- [Assignment] When you reach the line in the data below that contains "fn export(&self, data: &ViewData);", please start repeating lines exactly, and stop after the line that contains "pub fn unregister(&self, name: &str)", repeating nothing else.

══════

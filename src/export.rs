//! Exporter fan-out: a copy-on-write registry of callbacks invoked on every reporting tick.

use crate::view::ViewData;
use arc_swap::ArcSwap;
use parking_lot::Mutex;
use std::sync::atomic::{AtomicU64, Ordering};
use std::sync::Arc;

/// A sink that receives a snapshot of a view's rows on every reporting tick.
///
/// `export` runs synchronously on the worker thread between ticks, so implementations must
/// return quickly and must not retain `data` past the call — clone it first if asynchronous
/// work is needed, which is cheap since `ViewData` derives `Clone`.
pub trait Exporter: Send + Sync {
    /// A name used to identify this exporter for later `unregister_exporter` calls.
    fn name(&self) -> &str;

    /// Receives one view's tick-time snapshot.
    fn export(&self, data: &ViewData);
}

/// The exporter registry. Lives on the worker, consulted once per tick.
///
/// Registration and unregistration rebuild the whole vector under a short-lived mutex, then
/// publish it behind an `ArcSwap` so the worker's tick loop can load a stable snapshot
/// without contending with writers.
#[derive(Default)]
pub struct ExporterRegistry {
    exporters: ArcSwap<Vec<Arc<dyn Exporter>>>,
    write_lock: Mutex<()>,
}

impl ExporterRegistry {
    /// Returns a new, empty registry.
    #[must_use]
    pub fn new() -> Self {
        Self { exporters: ArcSwap::from_pointee(Vec::new()), write_lock: Mutex::new(()) }
    }

    /// Adds `exporter` to the registry.
    pub fn register(&self, exporter: Arc<dyn Exporter>) {
        let _guard = self.write_lock.lock();
        let mut next = (**self.exporters.load()).clone();
        next.push(exporter);
        self.exporters.store(Arc::new(next));
    }

    /// Removes the exporter named `name`, if any.
    pub fn unregister(&self, name: &str) {
        let _guard = self.write_lock.lock();
        let mut next = (**self.exporters.load()).clone();
        next.retain(|e| e.name() != name);
        self.exporters.store(Arc::new(next));
    }

    /// Loads the current snapshot and calls every exporter's `export` with `data`.
    pub fn export_all(&self, data: &ViewData) {
        for exporter in self.exporters.load().iter() {
            exporter.export(data);
        }
    }
}

/// A live registration on a view's tick-time output stream.
///
/// Dropping the subscription unsubscribes from the view. Holds a receiver the worker sends
/// `ViewData` to via non-blocking `try_send`; [`Subscription::dropped_count`] reports how many
/// sends were skipped because the channel was full.
pub struct Subscription {
    view_name: Arc<str>,
    subscriber_id: u64,
    receiver: crossbeam::channel::Receiver<ViewData>,
    dropped: Arc<AtomicU64>,
    commands: Option<crossbeam::channel::Sender<crate::recorder::commands::Command>>,
}

impl Subscription {
    pub(crate) fn new(
        view_name: Arc<str>,
        subscriber_id: u64,
        receiver: crossbeam::channel::Receiver<ViewData>,
        dropped: Arc<AtomicU64>,
        commands: crossbeam::channel::Sender<crate::recorder::commands::Command>,
    ) -> Self {
        Self { view_name, subscriber_id, receiver, dropped, commands: Some(commands) }
    }

    /// Blocks until the next `ViewData` snapshot arrives, or returns `None` if the worker has
    /// shut down and no more snapshots will ever arrive.
    pub fn recv(&self) -> Option<ViewData> {
        self.receiver.recv().ok()
    }

    /// Returns the next snapshot if one is already queued, without blocking.
    pub fn try_recv(&self) -> Option<ViewData> {
        self.receiver.try_recv().ok()
    }

    /// The number of snapshots dropped because this subscriber's channel was full at tick
    /// time.
    #[must_use]
    pub fn dropped_count(&self) -> u64 {
        self.dropped.load(Ordering::Relaxed)
    }

    /// The view this subscription observes.
    #[must_use]
    pub fn view_name(&self) -> &str {
        &self.view_name
    }
}

impl Drop for Subscription {
    fn drop(&mut self) {
        if let Some(commands) = self.commands.take() {
            let _ = commands.try_send(crate::recorder::commands::Command::Unsubscribe {
                view_name: self.view_name.clone(),
                subscriber_id: self.subscriber_id,
            });
        }
    }
}

#[cfg(test)]
mod tests {
    use super::*;
    use std::sync::Mutex as StdMutex;

    struct RecordingExporter {
        name: String,
        seen: StdMutex<Vec<String>>,
    }

    impl Exporter for RecordingExporter {
        fn name(&self) -> &str {
            &self.name
        }

        fn export(&self, data: &ViewData) {
            self.seen.lock().unwrap().push(data.view_name.to_string());
        }
    }

    #[test]
    fn registered_exporters_receive_every_export() {
        let registry = ExporterRegistry::new();
        let exporter =
            Arc::new(RecordingExporter { name: "test".into(), seen: StdMutex::new(Vec::new()) });
        registry.register(exporter.clone());

        let data = ViewData {
            view_name: Arc::from("requests"),
            start_time: std::time::SystemTime::now(),
            end_time: std::time::SystemTime::now(),
            rows: vec![],
        };
        registry.export_all(&data);
        assert_eq!(exporter.seen.lock().unwrap().as_slice(), ["requests"]);
    }

    #[test]
    fn unregistering_stops_future_exports() {
        let registry = ExporterRegistry::new();
        let exporter =
            Arc::new(RecordingExporter { name: "test".into(), seen: StdMutex::new(Vec::new()) });
        registry.register(exporter.clone());
        registry.unregister("test");

        let data = ViewData {
            view_name: Arc::from("requests"),
            start_time: std::time::SystemTime::now(),
            end_time: std::time::SystemTime::now(),
            rows: vec![],
        };
        registry.export_all(&data);
        assert!(exporter.seen.lock().unwrap().is_empty());
    }
}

══════

- [Task result]
    fn export(&self, data: &ViewData);
}

/// The exporter registry. Lives on the worker, consulted once per tick.
///
/// Registration and unregistration rebuild the whole vector under a short-lived mutex, then
/// publish it behind an `ArcSwap` so the worker's tick loop can load a stable snapshot
/// without contending with writers.
#[derive(Default)]
pub struct ExporterRegistry {
    exporters: ArcSwap<Vec<Arc<dyn Exporter>>>,
    write_lock: Mutex<()>,
}

impl ExporterRegistry {
    /// Returns a new, empty registry.
    #[must_use]
    pub fn new() -> Self {
        Self { exporters: ArcSwap::from_pointee(Vec::new()), write_lock: Mutex::new(()) }
    }

    /// Adds `exporter` to the registry.
    pub fn register(&self, exporter: Arc<dyn Exporter>) {
        let _guard = self.write_lock.lock();
        let mut next = (**self.exporters.load()).clone();
        next.push(exporter);
        self.exporters.store(Arc::new(next));
    }

    /// Removes the exporter named `name`, if any.
    pub fn unregister(&self, name: &str) {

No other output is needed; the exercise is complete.